A more mathematical way of saying it is this. Suppose a line, l, is generated by two points. This statement is a rule which says that I must somehow get two points which are on a fixed line, a fixed l, is generated by two points. So the line is fixed.

But the statement that two points generate that line says nothing about where these points are, except that they cannot effectively coincide because that would be a violation of the statement generate. But this is not an interesting difficulty. They can be essentially anywhere on the line as long as they're not exactly coincident.

Therefore, according to my definition, where they are is random. Therefore, we see that the standard statistical prejudice, which incidentally gives you one point-- and this one point wanders around like crazy because of this fact-- one point is random. The standard statistical prejudice is dead wrong in this case. But the correct explanation of the data with q equals 2 is very stable with respect to all the windows-- so all the data.

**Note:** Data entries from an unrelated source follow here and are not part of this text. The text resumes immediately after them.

//! Manual roast controller tests
//!
//! Cover the interlock band, the stop/save dialog flow and store failures
//! against the in-memory stores.

use std::sync::Arc;
use std::time::Duration;

use async_trait::async_trait;
use roast_core::{
    FieldValue, ManualDialog, ManualRoastSettings, ManualSnapshot, RealtimeField, RoastLevel,
    RoastLogPatch, RoastProfile, SaveRoastInput,
};
use roast_server::error::AppError;
use roast_server::store::{
    InMemoryProfileStore, InMemoryRealtimeStore, ProfileStore, RealtimeStore, StoreError,
    StoreResult,
};
use roast_server::{AppState, Config};
use tokio::sync::{watch, Notify};
use uuid::Uuid;

/// Profile store whose writes always fail
struct OfflineProfileStore;

#[async_trait]
impl ProfileStore for OfflineProfileStore {
    async fn list_all(&self) -> StoreResult<Vec<RoastProfile>> {
        Ok(Vec::new())
    }

    async fn list_recent(&self, _limit: usize) -> StoreResult<Vec<RoastProfile>> {
        Ok(Vec::new())
    }

    async fn get(&self, id: Uuid) -> StoreResult<RoastProfile> {
        Err(StoreError::NotFound(id))
    }

    async fn create(&self, _profile: &RoastProfile) -> StoreResult<()> {
        Err(StoreError::Unavailable("document store offline".into()))
    }

    async fn update(&self, profile: &RoastProfile) -> StoreResult<()> {
        Err(StoreError::NotFound(profile.id))
    }

    async fn delete(&self, id: Uuid) -> StoreResult<()> {
        Err(StoreError::NotFound(id))
    }
}

/// In-memory profile store whose creates wait for `release`
struct GatedProfileStore {
    inner: InMemoryProfileStore,
    release: Notify,
}

#[async_trait]
impl ProfileStore for GatedProfileStore {
    async fn list_all(&self) -> StoreResult<Vec<RoastProfile>> {
        self.inner.list_all().await
    }

    async fn list_recent(&self, limit: usize) -> StoreResult<Vec<RoastProfile>> {
        self.inner.list_recent(limit).await
    }

    async fn get(&self, id: Uuid) -> StoreResult<RoastProfile> {
        self.inner.get(id).await
    }

    async fn create(&self, profile: &RoastProfile) -> StoreResult<()> {
        self.release.notified().await;
        self.inner.create(profile).await
    }

    async fn update(&self, profile: &RoastProfile) -> StoreResult<()> {
        self.inner.update(profile).await
    }

    async fn delete(&self, id: Uuid) -> StoreResult<()> {
        self.inner.delete(id).await
    }
}

fn app_with(profiles: Arc<dyn ProfileStore>) -> (AppState, Arc<InMemoryRealtimeStore>) {
    let realtime = Arc::new(InMemoryRealtimeStore::new());
    let app = AppState::new(Config::default(), realtime.clone(), profiles);
    (app, realtime)
}

fn settings() -> ManualRoastSettings {
    ManualRoastSettings {
        target_temperature: 180.0,
        max_safety_temp: 220.0,
        auto_shutoff_enabled: true,
        timer_enabled: false,
        timer_duration: 5,
    }
}

async fn settle<T: Clone>(rx: &mut watch::Receiver<T>, pred: impl FnMut(&T) -> bool) -> T {
    tokio::time::timeout(Duration::from_secs(5), rx.wait_for(pred))
        .await
        .expect("timed out waiting for snapshot")
        .expect("controller stopped")
        .clone()
}

async fn stored(app: &AppState, field: RealtimeField, expected: FieldValue) {
    let mut rx = app.realtime.subscribe(field);
    settle(&mut rx, |value| value.as_ref() == Some(&expected)).await;
}

/// Push a reading and wait until the session has seen it
async fn feed(
    app: &AppState,
    rx: &mut watch::Receiver<ManualSnapshot>,
    temperature: f64,
) -> ManualSnapshot {
    app.realtime
        .write(RealtimeField::Temperature, FieldValue::Number(temperature))
        .await
        .unwrap();
    settle(rx, |s| s.temperature == temperature).await
}

// ============================================================================
// Interlock
// ============================================================================

#[tokio::test(start_paused = true)]
async fn test_auto_shutoff_trips_at_210_and_restores_at_199() {
    let (app, _) = app_with(Arc::new(InMemoryProfileStore::new()));
    let mut rx = app.manual_roast.watch();

    let snapshot = app.manual_roast.start(settings()).await.unwrap();
    assert!(snapshot.is_roasting);
    stored(&app, RealtimeField::Heater, FieldValue::Bool(true)).await;
    stored(&app, RealtimeField::MaxSafetyTemp, FieldValue::Number(220.0)).await;

    let snapshot = feed(&app, &mut rx, 209.5).await;
    assert!(!snapshot.heater_control_disabled);
    assert!(snapshot.is_target_reached);

    let snapshot = feed(&app, &mut rx, 210.0).await;
    assert!(snapshot.heater_control_disabled);
    stored(&app, RealtimeField::Heater, FieldValue::Bool(false)).await;

    assert!(matches!(
        app.manual_roast.set_heater(true).await,
        Err(AppError::HeaterLocked)
    ));

    let snapshot = feed(&app, &mut rx, 200.0).await;
    assert!(snapshot.heater_control_disabled);

    let snapshot = feed(&app, &mut rx, 199.0).await;
    assert!(!snapshot.heater_control_disabled);
    let snapshot = app.manual_roast.set_heater(true).await.unwrap();
    assert!(snapshot.heater);
}

#[tokio::test(start_paused = true)]
async fn test_invalid_settings_are_rejected() {
    let (app, _) = app_with(Arc::new(InMemoryProfileStore::new()));
    let result = app
        .manual_roast
        .start(ManualRoastSettings {
            max_safety_temp: 295.0,
            ..settings()
        })
        .await;
    assert!(matches!(result, Err(AppError::Validation(_))));
    assert!(!app.manual_roast.snapshot().is_roasting);
}

#[tokio::test(start_paused = true)]
async fn test_heater_requires_active_roast() {
    let (app, _) = app_with(Arc::new(InMemoryProfileStore::new()));
    assert!(matches!(
        app.manual_roast.set_heater(true).await,
        Err(AppError::NotRoasting)
    ));
}

#[tokio::test(start_paused = true)]
async fn test_timer_notifies_once() {
    let (app, _) = app_with(Arc::new(InMemoryProfileStore::new()));
    app.manual_roast
        .start(ManualRoastSettings {
            timer_enabled: true,
            timer_duration: 1,
            ..settings()
        })
        .await
        .unwrap();

    tokio::time::sleep(Duration::from_secs(125)).await;

    let timer_alerts = app
        .notifications
        .recent()
        .into_iter()
        .filter(|n| n.notification.title == "Timer Reached")
        .count();
    assert_eq!(timer_alerts, 1);
    assert!(app.manual_roast.snapshot().timer_notification_sent);
}

// ============================================================================
// Stop and save
// ============================================================================

#[tokio::test(start_paused = true)]
async fn test_stop_and_save_with_default_name() {
    let profiles = Arc::new(InMemoryProfileStore::new());
    let (app, _) = app_with(profiles.clone());
    let mut rx = app.manual_roast.watch();

    app.manual_roast.start(settings()).await.unwrap();
    tokio::time::sleep(Duration::from_millis(90_500)).await;
    feed(&app, &mut rx, 204.0).await;

    app.manual_roast
        .update_log(RoastLogPatch {
            description: Some("Washed Yirgacheffe".into()),
            roast_level: Some(RoastLevel::Light),
            ..Default::default()
        })
        .await
        .unwrap();

    let snapshot = app.manual_roast.request_stop().await.unwrap();
    assert_eq!(snapshot.dialog, Some(ManualDialog::StopConfirm));
    let snapshot = app.manual_roast.cancel_stop().await.unwrap();
    assert_eq!(snapshot.dialog, None);
    assert!(snapshot.is_roasting);

    app.manual_roast.request_stop().await.unwrap();
    let snapshot = app.manual_roast.confirm_stop().await.unwrap();
    assert!(!snapshot.is_roasting);
    assert_eq!(snapshot.dialog, Some(ManualDialog::SaveData));
    let stopped = snapshot.stopped.expect("stopped roast captured");
    assert_eq!(stopped.duration, 90);
    assert_eq!(stopped.drop_temperature, 204.0);
    stored(&app, RealtimeField::Status, FieldValue::Text("idle".into())).await;
    stored(&app, RealtimeField::Heater, FieldValue::Bool(false)).await;

    let profile = app
        .manual_roast
        .save(SaveRoastInput::default(), &app.profiles)
        .await
        .unwrap();
    assert_eq!(profile.name, "My Roast Profile");
    assert_eq!(profile.description, "Washed Yirgacheffe");
    assert_eq!(profile.roast_level, Some(RoastLevel::Light));
    assert_eq!(profile.duration, 90);
    assert_eq!(profile.target_temperature, 180.0);

    let saved = profiles.get(profile.id).await.unwrap();
    assert_eq!(saved, profile);

    let snapshot = app.manual_roast.snapshot();
    assert_eq!(snapshot.dialog, None);
    assert!(snapshot.stopped.is_none());
}

#[tokio::test(start_paused = true)]
async fn test_failed_save_keeps_dialog_open() {
    let (app, _) = app_with(Arc::new(OfflineProfileStore));

    app.manual_roast.start(settings()).await.unwrap();
    app.manual_roast.request_stop().await.unwrap();
    app.manual_roast.confirm_stop().await.unwrap();

    let result = app
        .manual_roast
        .save(
            SaveRoastInput {
                name: "Morning batch".into(),
                ..Default::default()
            },
            &app.profiles,
        )
        .await;
    assert!(matches!(result, Err(AppError::Store(_))));

    let snapshot = app.manual_roast.snapshot();
    assert_eq!(snapshot.dialog, Some(ManualDialog::SaveData));
    assert!(snapshot.stopped.is_some());
    assert!(app
        .notifications
        .recent()
        .iter()
        .any(|n| n.notification.title == "Failed to Save Roast"));

    let snapshot = app.manual_roast.discard().await.unwrap();
    assert_eq!(snapshot.dialog, None);
    assert!(snapshot.stopped.is_none());
}

#[tokio::test(start_paused = true)]
async fn test_concurrent_saves_store_one_profile() {
    let profiles = Arc::new(InMemoryProfileStore::new());
    let (app, _) = app_with(profiles.clone());

    app.manual_roast.start(settings()).await.unwrap();
    app.manual_roast.request_stop().await.unwrap();
    app.manual_roast.confirm_stop().await.unwrap();

    let (a, b) = tokio::join!(
        app.manual_roast.save(SaveRoastInput::default(), &app.profiles),
        app.manual_roast.save(SaveRoastInput::default(), &app.profiles),
    );
    assert_eq!(a.is_ok() as u8 + b.is_ok() as u8, 1);
    assert!(matches!(
        a.err().or(b.err()),
        Some(AppError::InvalidStateTransition(_))
    ));
    assert_eq!(profiles.list_all().await.unwrap().len(), 1);
    assert_eq!(app.manual_roast.snapshot().dialog, None);
}

#[tokio::test(start_paused = true)]
async fn test_discard_rejected_while_save_in_flight() {
    let store = Arc::new(GatedProfileStore {
        inner: InMemoryProfileStore::new(),
        release: Notify::new(),
    });
    let (app, _) = app_with(store.clone());
    let mut rx = app.manual_roast.watch();

    app.manual_roast.start(settings()).await.unwrap();
    app.manual_roast.request_stop().await.unwrap();
    app.manual_roast.confirm_stop().await.unwrap();

    let saving = {
        let app = app.clone();
        tokio::spawn(async move {
            app.manual_roast
                .save(SaveRoastInput::default(), &app.profiles)
                .await
        })
    };
    settle(&mut rx, |s| s.dialog == Some(ManualDialog::Saving)).await;

    assert!(matches!(
        app.manual_roast.discard().await,
        Err(AppError::InvalidStateTransition(_))
    ));

    store.release.notify_one();
    let profile = saving.await.unwrap().unwrap();
    assert_eq!(store.list_all().await.unwrap(), vec![profile]);
    assert_eq!(app.manual_roast.snapshot().dialog, None);
}

#[tokio::test(start_paused = true)]
async fn test_save_without_stopped_roast_is_rejected() {
    let (app, _) = app_with(Arc::new(InMemoryProfileStore::new()));
    let result = app
        .manual_roast
        .save(SaveRoastInput::default(), &app.profiles)
        .await;
    assert!(matches!(result, Err(AppError::InvalidStateTransition(_))));
}

// ============================================================================
// Store failures
// ============================================================================

#[tokio::test(start_paused = true)]
async fn test_rejected_write_is_reported_without_rollback() {
    let (app, realtime) = app_with(Arc::new(InMemoryProfileStore::new()));
    let mut notifications = app.notifications.subscribe();
    realtime.set_reject_writes(true);

    let snapshot = app.manual_roast.start(settings()).await.unwrap();
    assert!(snapshot.is_roasting);
    assert!(snapshot.heater);

    let delivered = tokio::time::timeout(Duration::from_secs(5), async {
        loop {
            let delivered = notifications.recv().await.unwrap();
            if delivered.notification.title == "Roaster Update Failed" {
                return delivered;
            }
        }
    })
    .await
    .expect("write failure was not reported");
    assert!(!delivered.notification.body.is_empty());
    assert!(app.manual_roast.snapshot().is_roasting);
}
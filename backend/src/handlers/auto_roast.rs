//! HTTP handlers for the automatic roast session

use axum::{extract::State, Json};
use roast_core::{RoastPlan, RoastSnapshot};
use serde::Deserialize;

use crate::error::{AppError, AppResult};
use crate::AppState;

/// Body for on/off actuator commands
#[derive(Debug, Deserialize)]
pub struct ToggleRequest {
    pub on: bool,
}

#[derive(Debug, Deserialize)]
#[serde(rename_all = "camelCase")]
pub struct PreHeatRequest {
    pub pre_heat_target_temp: f64,
}

fn ensure_manual_idle(state: &AppState) -> AppResult<()> {
    if state.manual_roast.snapshot().is_active() {
        return Err(AppError::Conflict(
            "A manual roast is in progress".to_string(),
        ));
    }
    Ok(())
}

/// Current automatic session state
pub async fn get_session(State(state): State<AppState>) -> Json<RoastSnapshot> {
    Json(state.auto_roast.snapshot())
}

/// Start pressed: opens the pre-heat dialog
pub async fn start(State(state): State<AppState>) -> AppResult<Json<RoastSnapshot>> {
    let _guard = state.start_guard.lock().await;
    ensure_manual_idle(&state)?;
    Ok(Json(state.auto_roast.request_start().await?))
}

pub async fn confirm_pre_heat(
    State(state): State<AppState>,
    Json(input): Json<PreHeatRequest>,
) -> AppResult<Json<RoastSnapshot>> {
    // Pre-heat is where the automatic session becomes active
    let _guard = state.start_guard.lock().await;
    ensure_manual_idle(&state)?;
    Ok(Json(
        state
            .auto_roast
            .confirm_pre_heat(input.pre_heat_target_temp)
            .await?,
    ))
}

pub async fn beans_inserted(State(state): State<AppState>) -> AppResult<Json<RoastSnapshot>> {
    Ok(Json(state.auto_roast.confirm_beans_inserted().await?))
}

pub async fn acknowledge_turning_point(
    State(state): State<AppState>,
) -> AppResult<Json<RoastSnapshot>> {
    Ok(Json(state.auto_roast.acknowledge_turning_point().await?))
}

pub async fn submit_plan(
    State(state): State<AppState>,
    Json(plan): Json<RoastPlan>,
) -> AppResult<Json<RoastSnapshot>> {
    Ok(Json(state.auto_roast.submit_plan(plan).await?))
}

pub async fn request_finish(State(state): State<AppState>) -> AppResult<Json<RoastSnapshot>> {
    Ok(Json(state.auto_roast.request_finish().await?))
}

pub async fn confirm_finish(State(state): State<AppState>) -> AppResult<Json<RoastSnapshot>> {
    Ok(Json(state.auto_roast.confirm_finish().await?))
}

pub async fn cancel_modal(State(state): State<AppState>) -> AppResult<Json<RoastSnapshot>> {
    Ok(Json(state.auto_roast.cancel_modal().await?))
}

pub async fn stop(State(state): State<AppState>) -> AppResult<Json<RoastSnapshot>> {
    Ok(Json(state.auto_roast.stop().await?))
}

pub async fn set_heater(
    State(state): State<AppState>,
    Json(input): Json<ToggleRequest>,
) -> AppResult<Json<RoastSnapshot>> {
    Ok(Json(state.auto_roast.set_heater(input.on).await?))
}

pub async fn set_motor(
    State(state): State<AppState>,
    Json(input): Json<ToggleRequest>,
) -> AppResult<Json<RoastSnapshot>> {
    Ok(Json(state.auto_roast.set_motor(input.on).await?))
}

pub async fn set_pid_control(
    State(state): State<AppState>,
    Json(input): Json<ToggleRequest>,
) -> AppResult<Json<RoastSnapshot>> {
    Ok(Json(state.auto_roast.set_pid_control(input.on).await?))
}
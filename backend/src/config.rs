//! Configuration management for the roast companion server
//!
//! Supports hierarchical configuration loading:
//! 1. Default values in code
//! 2. Configuration files (development.toml, production.toml)
//! 3. Environment variable overrides with ROAST__ prefix

use std::time::Duration;

use config::{ConfigError, Environment, File};
use roast_core::control::{RoastSettings, SafetySettings};
use serde::Deserialize;

/// Main application configuration
#[derive(Debug, Deserialize, Clone)]
pub struct Config {
    /// Current environment (development, production)
    pub environment: String,

    /// Server configuration
    pub server: ServerConfig,

    /// Document store configuration
    pub database: DatabaseConfig,

    /// Heater interlock limits
    pub safety: SafetyConfig,

    /// Session timing and detection
    pub roast: RoastConfig,

    /// Telemetry link behaviour
    pub telemetry: TelemetryConfig,
}

#[derive(Debug, Deserialize, Clone)]
pub struct ServerConfig {
    /// Server port
    pub port: u16,

    /// Server host
    pub host: String,
}

#[derive(Debug, Deserialize, Clone)]
pub struct DatabaseConfig {
    /// PostgreSQL connection URL; profiles are kept in memory when unset
    pub url: Option<String>,

    /// Maximum number of connections in the pool
    pub max_connections: u32,

    /// Minimum number of connections in the pool
    pub min_connections: u32,
}

#[derive(Debug, Deserialize, Clone)]
pub struct SafetyConfig {
    /// Absolute ceiling enforced in every mode (°C)
    pub system_max_temperature: f64,

    /// Heater trips this far below the operator's maximum
    pub trip_margin: f64,

    /// Heater control returns this far below the operator's maximum
    pub reset_margin: f64,
}

#[derive(Debug, Deserialize, Clone)]
pub struct RoastConfig {
    pub turning_point_arm_delay_ms: u64,
    pub turning_point_hysteresis: f64,
    pub roast_plan_delay_ms: u64,
    pub manual_history_capacity: usize,
    pub notification_buffer: usize,
}

#[derive(Debug, Deserialize, Clone)]
pub struct TelemetryConfig {
    /// Warn once after this long without a temperature reading
    pub stale_after_secs: Option<u64>,
}

impl Config {
    /// Load configuration from files and environment variables
    pub fn load() -> Result<Self, ConfigError> {
        let environment =
            std::env::var("ROAST_ENVIRONMENT").unwrap_or_else(|_| "development".into());

        let config = config::Config::builder()
            // Start with default values
            .set_default("environment", environment.clone())?
            .set_default("server.port", 3000)?
            .set_default("server.host", "0.0.0.0")?
            .set_default("database.max_connections", 10)?
            .set_default("database.min_connections", 2)?
            .set_default("safety.system_max_temperature", 300.0)?
            .set_default("safety.trip_margin", 10.0)?
            .set_default("safety.reset_margin", 20.0)?
            .set_default("roast.turning_point_arm_delay_ms", 5000)?
            .set_default("roast.turning_point_hysteresis", 1.0)?
            .set_default("roast.roast_plan_delay_ms", 800)?
            .set_default("roast.manual_history_capacity", 30)?
            .set_default("roast.notification_buffer", 50)?
            // Load environment-specific config file
            .add_source(File::with_name(&format!("config/{}", environment)).required(false))
            // Override with environment variables (ROAST__ prefix)
            .add_source(
                Environment::with_prefix("ROAST")
                    .prefix_separator("__")
                    .separator("__")
                    .try_parsing(true),
            )
            .build()?;

        config.try_deserialize()
    }

    pub fn safety_settings(&self) -> SafetySettings {
        SafetySettings {
            system_max_temperature: self.safety.system_max_temperature,
            trip_margin: self.safety.trip_margin,
            reset_margin: self.safety.reset_margin,
        }
    }

    pub fn roast_settings(&self) -> RoastSettings {
        RoastSettings {
            turning_point_arm_delay: Duration::from_millis(self.roast.turning_point_arm_delay_ms),
            turning_point_hysteresis: self.roast.turning_point_hysteresis,
            roast_plan_delay: Duration::from_millis(self.roast.roast_plan_delay_ms),
            manual_history_capacity: self.roast.manual_history_capacity,
        }
    }

    pub fn telemetry_stale_after(&self) -> Option<Duration> {
        self.telemetry.stale_after_secs.map(Duration::from_secs)
    }
}

impl Default for Config {
    fn default() -> Self {
        Self {
            environment: "development".to_string(),
            server: ServerConfig::default(),
            database: DatabaseConfig {
                url: None,
                max_connections: 10,
                min_connections: 2,
            },
            safety: SafetyConfig {
                system_max_temperature: 300.0,
                trip_margin: 10.0,
                reset_margin: 20.0,
            },
            roast: RoastConfig {
                turning_point_arm_delay_ms: 5000,
                turning_point_hysteresis: 1.0,
                roast_plan_delay_ms: 800,
                manual_history_capacity: 30,
                notification_buffer: 50,
            },
            telemetry: TelemetryConfig {
                stale_after_secs: None,
            },
        }
    }
}

impl Default for ServerConfig {
    fn default() -> Self {
        Self {
            port: 3000,
            host: "0.0.0.0".to_string(),
        }
    }
}
//! Core roast-control logic for the roast companion
//!
//! Pure, synchronous domain code shared by the backend service and the
//! browser (via WASM): models, validation, the turning-point detector, the
//! safety interlock, and the auto/manual roast session machines. Nothing in
//! this crate performs I/O; machines return [`control::Effect`]s for the
//! caller to execute.

pub mod control;
pub mod error;
pub mod models;
pub mod types;
pub mod validation;

pub use error::*;
pub use models::*;
pub use types::*;
pub use validation::*;
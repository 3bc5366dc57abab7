//! Event bus for roast control events

use roast_core::control::RoastEvent;
use tokio::sync::broadcast;

/// Typed broadcast of [`RoastEvent`]s
///
/// Publishing never blocks. Subscribers that fall behind by more than the
/// channel capacity observe a `Lagged` error and continue from the newest
/// retained event.
#[derive(Clone)]
pub struct EventBus {
    sender: broadcast::Sender<RoastEvent>,
}

impl EventBus {
    pub fn new(capacity: usize) -> Self {
        let (sender, _) = broadcast::channel(capacity.max(1));
        Self { sender }
    }

    pub fn publish(&self, event: RoastEvent) {
        tracing::debug!(?event, "roast event");
        // No subscribers is not an error
        let _ = self.sender.send(event);
    }

    pub fn subscribe(&self) -> broadcast::Receiver<RoastEvent> {
        self.sender.subscribe()
    }
}

#[cfg(test)]
mod tests {
    use super::*;
    use roast_core::RoastStatus;

    #[tokio::test]
    async fn test_subscribers_receive_published_events() {
        let bus = EventBus::new(8);
        let mut rx = bus.subscribe();

        bus.publish(RoastEvent::PhaseChanged {
            from: RoastStatus::Idle,
            to: RoastStatus::Preheating,
        });
        bus.publish(RoastEvent::SessionReset);

        assert!(matches!(
            rx.recv().await.unwrap(),
            RoastEvent::PhaseChanged { .. }
        ));
        assert_eq!(rx.recv().await.unwrap(), RoastEvent::SessionReset);
    }

    #[test]
    fn test_publish_without_subscribers() {
        EventBus::new(1).publish(RoastEvent::SessionReset);
    }
}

And at the same time, it explains why nothing intelligent can be said about-- nothing further can be said about where these points are. They happen to be the effect of this part of the matrix when I write the expression sigma hat plus sigma tilde minus 1. And by explicitly analyzing the algebra by which this calculation is made, you can easily see that it is this point of the matrix that causes-- these parts of the matrix that causes these points to move up and down.

I just want to make one comment as to why this is deadly for classical econometrics. In classical econometrics, I proceed by making one such assumption. And in this case, it doesn't matter which point I look at. Every one of the points is randomly varying over the windows.

If I make this assumption, then I have the statement that there's one linear relation between the variables, for example, due to this point here. And then it causes big trouble to econometricians if this point wanders over here, which we have seen occurs back and forth throughout this data. Because here, even the sign of a coefficient changes into the opposite, which causes serious problems with economic interpretation.

Well, the reason why this happens and the reason why this standard statistical prejudice with one point is totally false is that a single point on a line is never identifiable because what is identifiable is the line itself. The line can be generated by two points, but the generators cannot be identified. Therefore, a single point has no significance.

So to conclude, let me state one theorem which follows from this setup line mathematical problems but which has terrible implications on practice and which is the reason why classical econometrics died once you saw these things. And the theorem says if you don't know what you are doing, which is technically saying use the wrong prejudice or the wrong guess or prejudice, then all your computations are noise. No information at all. Thank you very much.